No entanto, pretende-se buscar nas ferramentas ofertadas pelo Direito, no princípio da sustentabilidade e na educação ambiental, pressupostos para a construção de uma agricultura sustentável, no sentido de uma transposição do modelo do agronegócio. A interdisciplinaridade necessária encontra-se na relação entre a esfera econômica e o campo jurídico, o qual busca agregar valores ecológicos às práticas econômicas. Dessa forma, os tópicos seguintes tratarão dos conceitos legais e doutrinários dos princípios citados e do entendimento dos autores acerca da agricultura sustentável.
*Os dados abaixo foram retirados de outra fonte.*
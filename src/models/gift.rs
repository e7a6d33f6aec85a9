use crate::entities::{
    GiftPaymentStatus, GiftType, chapter_gift_entity as chapter_gifts, gift_entity as gifts,
};
use crate::external::PaymentMethod;
use chrono::{DateTime, Utc};
use serde::{Deserialize, Serialize};
use utoipa::ToSchema;

#[derive(Debug, Serialize, Deserialize, ToSchema)]
pub struct GiftResponse {
    pub id: i64,
    pub name: String,
    pub gift_type: GiftType,
    pub price: i64,
    pub price_cn: i64,
    pub icon_url: Option<String>,
}

impl From<gifts::Model> for GiftResponse {
    fn from(g: gifts::Model) -> Self {
        Self {
            id: g.id,
            name: g.name,
            gift_type: g.gift_type,
            price: g.price,
            price_cn: g.price_cn,
            icon_url: g.icon_url,
        }
    }
}

#[derive(Debug, Serialize, Deserialize, ToSchema)]
pub struct ChapterGiftResponse {
    pub id: i64,
    pub user_id: i64,
    pub novel_id: i64,
    pub chapter_id: i64,
    pub gift_id: i64,
    pub payment_status: GiftPaymentStatus,
    pub payment_method: Option<String>,
    pub paid_at: Option<DateTime<Utc>>,
    pub created_at: Option<DateTime<Utc>>,
}

impl From<chapter_gifts::Model> for ChapterGiftResponse {
    fn from(cg: chapter_gifts::Model) -> Self {
        Self {
            id: cg.id,
            user_id: cg.user_id,
            novel_id: cg.novel_id,
            chapter_id: cg.chapter_id,
            gift_id: cg.gift_id,
            payment_status: cg.payment_status,
            payment_method: cg.payment_method,
            paid_at: cg.paid_at,
            created_at: cg.created_at,
        }
    }
}

/// 为打赏创建/更新支付意图。
#[derive(Debug, Serialize, Deserialize, ToSchema)]
pub struct GiftIntentRequest {
    pub gift_id: i64,
    pub novel_id: i64,
    pub chapter_id: i64,
    pub payment_method: PaymentMethod,
    pub client_secret: Option<String>,
}

#[derive(Debug, Serialize, Deserialize, ToSchema)]
pub struct GiftIntentResponse {
    pub client_secret: String,
    pub amount: i64,
    pub currency: String,
}

/// 记录打赏（创建或刷新 pending 购买记录）。
#[derive(Debug, Serialize, Deserialize, ToSchema)]
pub struct SendGiftRequest {
    pub gift_id: i64,
    pub payment_method: PaymentMethod,
    pub client_secret: Option<String>,
}

#[derive(Debug, Serialize, Deserialize, ToSchema)]
pub struct ConfirmGiftPaymentRequest {
    pub chapter_gift_id: i64,
}

#[derive(Debug, Serialize, Deserialize, ToSchema)]
pub struct ConfirmGiftPaymentResponse {
    pub status: GiftPaymentStatus,
    pub paid_at: Option<DateTime<Utc>>,
}

#[derive(Debug, Serialize, Deserialize, ToSchema)]
pub struct ChapterGiftListResponse {
    pub gifts: Vec<GiftResponse>,
    pub chapter_gifts: Vec<ChapterGiftResponse>,
}
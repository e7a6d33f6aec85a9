pub mod admin;
pub mod auth;
pub mod bookshelf;
pub mod comment;
pub mod contact;
pub mod gift;
pub mod novel;
pub mod payment;
pub mod reading;
pub mod user;

pub use admin::admin_config;
pub use auth::auth_config;
pub use bookshelf::bookshelf_config;
pub use comment::comment_config;
pub use contact::contact_config;
pub use gift::gift_config;
pub use novel::novel_config;
pub use payment::payment_config;
pub use reading::reading_config;
pub use user::user_config;
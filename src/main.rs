use actix_web::{App, HttpServer, middleware::Logger, web};
use chrono::Local; // timestamp in log lines
use env_logger::{Env, Target};
use std::io::Write; // for env_logger custom formatter

use wenku_backend::{
    config::Config,
    database::{create_pool, run_migrations},
    external::{EmailService, StripeService},
    handlers,
    middlewares::{IdentityMiddleware, create_cors},
    services::*,
    swagger::swagger_config,
    utils::JwtService,
};

#[actix_web::main]
async fn main() -> std::io::Result<()> {
    env_logger::Builder::from_env(Env::default().default_filter_or("info"))
        .format(|buf, record| {
            let ts = Local::now().format("%Y-%m-%dT%H:%M:%S%.3f%:z");
            let level = record.level().as_str().to_ascii_lowercase();
            let msg_json = serde_json::to_string(&format!("{}", record.args()))
                .unwrap_or_else(|_| "\"<invalid utf8>\"".to_string());
            writeln!(
                buf,
                "{{\"timestamp\":\"{}\",\"level\":\"{}\",\"message\":{},\"target\":\"{}\"}}",
                ts,
                level,
                msg_json,
                record.target(),
            )
        })
        .target(Target::Stdout)
        .init();

    // 加载配置
    let config = Config::from_toml().expect("Failed to load configuration file");

    // 创建数据库连接池
    let pool = create_pool(&config.database)
        .await
        .expect("Failed to create database connection pool");

    // 运行数据库迁移
    run_migrations(&pool)
        .await
        .expect("Failed to run database migrations");

    // 创建JWT服务
    let jwt_service = JwtService::new(
        &config.jwt.secret,
        config.jwt.access_token_expires_in,
        config.jwt.refresh_token_expires_in,
    );

    // 创建外部服务
    let stripe_service = StripeService::new(config.stripe.clone());
    let email_service = EmailService::new(config.email.clone());

    // 创建服务
    let identity_service = IdentityService::new(pool.clone());
    let entitlement_service = EntitlementService::new(pool.clone());
    let auth_service = AuthService::new(pool.clone(), jwt_service.clone(), email_service.clone());
    let user_service = UserService::new(pool.clone(), entitlement_service.clone());
    let novel_service = NovelService::new(pool.clone());
    let comment_service = CommentService::new(pool.clone());
    let gift_service = GiftService::new(pool.clone());
    let payment_service = PaymentService::new(pool.clone(), stripe_service.clone());
    let reconcile_service = ReconcileService::new(
        pool.clone(),
        stripe_service.clone(),
        email_service.clone(),
    );
    let reading_service = ReadingService::new(pool.clone());
    let admin_service = AdminService::new(pool.clone());
    let contact_service = ContactService::new(pool.clone(), email_service.clone());

    // 后台字数统计任务（每小时重算章节与全书字数）
    {
        let novel_service_clone = novel_service.clone();
        tokio::spawn(async move {
            loop {
                match novel_service_clone.update_word_counts().await {
                    Ok((chapters_updated, novels_updated)) => {
                        log::info!(
                            "Word count sweep done: {} chapters, {} novels updated",
                            chapters_updated,
                            novels_updated
                        );
                    }
                    Err(e) => {
                        log::error!("Word count sweep failed: {:?}", e);
                    }
                }
                tokio::time::sleep(std::time::Duration::from_secs(3600)).await;
            }
        });
    }

    // 启动HTTP服务器
    log::info!(
        "Starting HTTP server at {}:{}",
        config.server.host,
        config.server.port
    );

    HttpServer::new(move || {
        App::new()
            .wrap(Logger::default())
            .wrap(create_cors())
            .wrap(IdentityMiddleware::new(jwt_service.clone()))
            .app_data(web::Data::new(identity_service.clone()))
            .app_data(web::Data::new(entitlement_service.clone()))
            .app_data(web::Data::new(auth_service.clone()))
            .app_data(web::Data::new(user_service.clone()))
            .app_data(web::Data::new(novel_service.clone()))
            .app_data(web::Data::new(comment_service.clone()))
            .app_data(web::Data::new(gift_service.clone()))
            .app_data(web::Data::new(payment_service.clone()))
            .app_data(web::Data::new(reconcile_service.clone()))
            .app_data(web::Data::new(reading_service.clone()))
            .app_data(web::Data::new(admin_service.clone()))
            .app_data(web::Data::new(contact_service.clone()))
            .configure(swagger_config)
            .service(
                web::scope("/api")
                    .configure(handlers::auth_config)
                    .configure(handlers::user_config)
                    .configure(handlers::novel_config)
                    .configure(handlers::comment_config)
                    .configure(handlers::gift_config)
                    .configure(handlers::payment_config)
                    .configure(handlers::reading_config)
                    .configure(handlers::bookshelf_config)
                    .configure(handlers::contact_config)
                    .configure(handlers::admin_config),
            )
    })
    .bind((config.server.host.as_str(), config.server.port))?
    .run()
    .await
}
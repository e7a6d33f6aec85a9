use chrono::{DateTime, Utc};
use sea_orm::entity::prelude::*;
use sea_orm::{DeriveActiveEnum, EnumIter};
use serde::{Deserialize, Serialize};
use utoipa::ToSchema;

/// Free/paid visibility classification, applied per chapter or inherited
/// from the owning novel when the chapter leaves it unset.
#[derive(
    Debug, Clone, Copy, Serialize, Deserialize, PartialEq, Eq, ToSchema, DeriveActiveEnum, EnumIter,
)]
#[sea_orm(rs_type = "String", db_type = "Enum", enum_name = "chapter_policy")]
#[serde(rename_all = "snake_case")]
pub enum ChapterPolicy {
    #[sea_orm(string_value = "public")]
    Public,
    #[sea_orm(string_value = "private")]
    Private,
    #[sea_orm(string_value = "vip")]
    Vip,
}

impl std::fmt::Display for ChapterPolicy {
    fn fmt(&self, f: &mut std::fmt::Formatter<'_>) -> std::fmt::Result {
        match self {
            ChapterPolicy::Public => write!(f, "public"),
            ChapterPolicy::Private => write!(f, "private"),
            ChapterPolicy::Vip => write!(f, "vip"),
        }
    }
}

#[derive(Clone, Debug, PartialEq, DeriveEntityModel, Eq)]
#[sea_orm(table_name = "chapters")]
pub struct Model {
    #[sea_orm(primary_key)]
    pub id: i64,
    pub novel_id: i64,
    pub title: String,
    pub content: String,
    pub is_free: Option<ChapterPolicy>,
    pub published: bool,
    pub chapter_order: i32,
    pub quotation: Option<String>,
    pub word_count: i64,
    pub created_at: Option<DateTime<Utc>>,
    pub updated_at: Option<DateTime<Utc>>,
}

#[derive(Copy, Clone, Debug, EnumIter, DeriveRelation)]
pub enum Relation {}

impl ActiveModelBehavior for ActiveModel {}
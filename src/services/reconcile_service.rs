use crate::entities::{
    GiftPaymentStatus, MembershipStatus, chapter_gift_entity as chapter_gifts,
    membership_plan_entity as plans, user_membership_entity as memberships,
    user_profile_entity as profiles,
};
use crate::error::{AppError, AppResult};
use crate::external::{AdminNotification, EmailService, StripeService, intent_id_from_client_secret};
use crate::models::{ConfirmGiftPaymentResponse, ConfirmPaymentResponse};
use chrono::{DateTime, Duration, Months, Utc};
use sea_orm::{
    ActiveModelTrait, ColumnTrait, DatabaseConnection, EntityTrait, IntoActiveModel, QueryFilter,
    Set, TransactionTrait,
};
use stripe::{Currency, PaymentIntentStatus};

/// Validity window end for a plan bought now. Month arithmetic clamps to
/// the last day of shorter months (Jan 31 + 1 month = Feb 28/29).
pub fn membership_end_date(from: DateTime<Utc>, duration_months: i32) -> DateTime<Utc> {
    from.checked_add_months(Months::new(duration_months.max(0) as u32))
        .unwrap_or_else(|| from + Duration::days(30 * duration_months.max(0) as i64))
}

/// Confirms that a previously created payment intent reached `succeeded`
/// and transactionally activates the matching entitlement record.
///
/// The state machine per record is `pending → active/paid`; an intent
/// that has not succeeded leaves the record untouched and the caller may
/// poll again. Re-confirming an already-active record is a no-op.
#[derive(Clone)]
pub struct ReconcileService {
    pool: DatabaseConnection,
    stripe_service: StripeService,
    email_service: EmailService,
}

impl ReconcileService {
    pub fn new(
        pool: DatabaseConnection,
        stripe_service: StripeService,
        email_service: EmailService,
    ) -> Self {
        Self {
            pool,
            stripe_service,
            email_service,
        }
    }

    pub async fn confirm_membership(
        &self,
        user_membership_id: i64,
    ) -> AppResult<ConfirmPaymentResponse> {
        let membership = memberships::Entity::find_by_id(user_membership_id)
            .one(&self.pool)
            .await?
            .ok_or_else(|| AppError::NotFound("Membership not found".to_string()))?;
        let plan = plans::Entity::find_by_id(membership.plan_id)
            .one(&self.pool)
            .await?
            .ok_or_else(|| AppError::NotFound("Membership plan not found".to_string()))?;

        // 已激活的记录再确认一次必须无副作用（不得二次顺延有效期）
        if membership.status == MembershipStatus::Active {
            return Ok(ConfirmPaymentResponse {
                status: MembershipStatus::Active,
                plan_name: plan.name,
                end_date: Some(membership.end_date),
            });
        }

        let client_secret = membership.stripe_client_secret.clone().ok_or_else(|| {
            AppError::InvalidPaymentReference(format!(
                "membership {user_membership_id} has no stored payment reference"
            ))
        })?;
        let intent_id = intent_id_from_client_secret(&client_secret)?;
        let intent = self.stripe_service.retrieve_payment_intent(&intent_id).await?;

        if intent.status != PaymentIntentStatus::Succeeded {
            // 尚未支付成功：不是错误，记录保持 pending，前端可轮询重试
            return Ok(ConfirmPaymentResponse {
                status: MembershipStatus::Pending,
                plan_name: plan.name,
                end_date: None,
            });
        }

        let now = Utc::now();
        let end_date = membership_end_date(now, plan.duration);
        let user_id = membership.user_id;

        let txn = self.pool.begin().await?;
        // status guard inside the transaction: a concurrent confirm may
        // have won the race, in which case this one becomes a no-op
        let current = memberships::Entity::find_by_id(user_membership_id)
            .one(&txn)
            .await?
            .ok_or_else(|| AppError::NotFound("Membership not found".to_string()))?;
        if current.status == MembershipStatus::Active {
            txn.commit().await?;
            return Ok(ConfirmPaymentResponse {
                status: MembershipStatus::Active,
                plan_name: plan.name,
                end_date: Some(current.end_date),
            });
        }
        let mut am = current.into_active_model();
        am.status = Set(MembershipStatus::Active);
        am.start_date = Set(now);
        am.end_date = Set(end_date);
        am.stripe_client_secret = Set(None);
        am.updated_at = Set(Some(now));
        am.update(&txn).await?;
        txn.commit().await?;

        // 通知属于尽力而为：失败只记日志，绝不回滚确认结果
        self.notify_membership_activated(user_id, &plan, intent.currency, end_date)
            .await;

        Ok(ConfirmPaymentResponse {
            status: MembershipStatus::Active,
            plan_name: plan.name,
            end_date: Some(end_date),
        })
    }

    async fn notify_membership_activated(
        &self,
        user_id: i64,
        plan: &plans::Model,
        currency: Currency,
        end_date: DateTime<Utc>,
    ) {
        let profile = match profiles::Entity::find()
            .filter(profiles::Column::UserId.eq(user_id))
            .one(&self.pool)
            .await
        {
            Ok(Some(p)) => p,
            Ok(None) => {
                log::warn!("User {user_id} has no profile; skipping confirmation email");
                return;
            }
            Err(e) => {
                log::error!("Profile lookup for confirmation email failed: {e}");
                return;
            }
        };

        let amount_display = if currency == Currency::CNY {
            format!("¥{}", plan.price_cn)
        } else {
            format!("${}", plan.price)
        };
        let end_date_display = end_date.format("%Y年%m月%d日").to_string();

        if let Err(e) = self
            .email_service
            .send_payment_confirmation(
                &profile.email,
                &profile.user_name,
                &plan.name,
                &amount_display,
                &end_date_display,
            )
            .await
        {
            log::error!("Failed to send confirmation email: {e}");
        }

        if let Err(e) = self
            .email_service
            .send_admin_notification(AdminNotification::NewSubscription {
                username: profile.user_name.clone(),
                email: profile.email.clone(),
                plan_name: plan.name.clone(),
            })
            .await
        {
            log::error!("Failed to send admin subscription notification: {e}");
        }
    }

    pub async fn confirm_gift(
        &self,
        user_id: i64,
        chapter_gift_id: i64,
    ) -> AppResult<ConfirmGiftPaymentResponse> {
        let record = chapter_gifts::Entity::find_by_id(chapter_gift_id)
            .filter(chapter_gifts::Column::UserId.eq(user_id))
            .one(&self.pool)
            .await?
            .ok_or_else(|| AppError::NotFound("Chapter gift not found".to_string()))?;

        if record.payment_status == GiftPaymentStatus::Paid {
            return Ok(ConfirmGiftPaymentResponse {
                status: GiftPaymentStatus::Paid,
                paid_at: record.paid_at,
            });
        }

        let client_secret = record.stripe_client_secret.clone().ok_or_else(|| {
            AppError::InvalidPaymentReference(format!(
                "chapter gift {chapter_gift_id} has no stored payment reference"
            ))
        })?;
        let intent_id = intent_id_from_client_secret(&client_secret)?;
        let intent = self.stripe_service.retrieve_payment_intent(&intent_id).await?;

        if intent.status != PaymentIntentStatus::Succeeded {
            return Ok(ConfirmGiftPaymentResponse {
                status: GiftPaymentStatus::Pending,
                paid_at: None,
            });
        }

        let now = Utc::now();
        let txn = self.pool.begin().await?;
        let current = chapter_gifts::Entity::find_by_id(chapter_gift_id)
            .one(&txn)
            .await?
            .ok_or_else(|| AppError::NotFound("Chapter gift not found".to_string()))?;
        if current.payment_status == GiftPaymentStatus::Paid {
            txn.commit().await?;
            return Ok(ConfirmGiftPaymentResponse {
                status: GiftPaymentStatus::Paid,
                paid_at: current.paid_at,
            });
        }
        let mut am = current.into_active_model();
        am.payment_status = Set(GiftPaymentStatus::Paid);
        am.paid_at = Set(Some(now));
        am.updated_at = Set(Some(now));
        am.update(&txn).await?;
        txn.commit().await?;

        Ok(ConfirmGiftPaymentResponse {
            status: GiftPaymentStatus::Paid,
            paid_at: Some(now),
        })
    }
}

#[cfg(test)]
mod tests {
    use super::*;
    use chrono::TimeZone;

    #[test]
    fn test_membership_end_date_adds_months() {
        let from = Utc.with_ymd_and_hms(2024, 5, 15, 12, 0, 0).unwrap();
        let end = membership_end_date(from, 3);
        assert_eq!(end, Utc.with_ymd_and_hms(2024, 8, 15, 12, 0, 0).unwrap());
    }

    #[test]
    fn test_membership_end_date_clamps_short_months() {
        let from = Utc.with_ymd_and_hms(2024, 1, 31, 0, 0, 0).unwrap();
        let end = membership_end_date(from, 1);
        assert_eq!(end, Utc.with_ymd_and_hms(2024, 2, 29, 0, 0, 0).unwrap());
    }

    #[test]
    fn test_membership_end_date_year_rollover() {
        let from = Utc.with_ymd_and_hms(2024, 11, 2, 0, 0, 0).unwrap();
        let end = membership_end_date(from, 12);
        assert_eq!(end, Utc.with_ymd_and_hms(2025, 11, 2, 0, 0, 0).unwrap());
    }
}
2. PRINCÍPIOS DO DIREITO AMBIENTAL: A EDUCAÇÃO AMBIENTAL E A SUSTENTABILIDADE

Não sem razão as relações entre economia e natureza são de contrastes e contradições. Enquanto o modelo econômico de mercado vislumbra a necessidade de crescimento quantitativo, destaca-se a busca de acumulação sob o signo da lei do valor de mercado como regra geral. A lógica subjacente à lei do valor está contida na ideia de racionalidade instrumental, é dizer, como mero cálculo situacional de custos e benefícios – a busca por comprar mercadorias por valores abaixo do valor de venda. A ideia, portanto, é de conseguir o maior lucro em taxa de juros suportável.

Os fenômenos naturais, igualmente são regidos por leis, ditas naturais. Tomando como exemplo a produção agrícola, desde a plantação até a colheita é necessário um período determinado. Contudo, a economia, orientada por valores como a eficiência, competitividade, lucratividade, acumulação, age sobre a natureza na intenção de minimização de custos e maximização de benefícios. Ao agir sobre a natureza, alterando seus ciclos, leis e sistemas de operacionalidade, o pensamento econômico torna-se agente de degradação e coautora da crise ambiental.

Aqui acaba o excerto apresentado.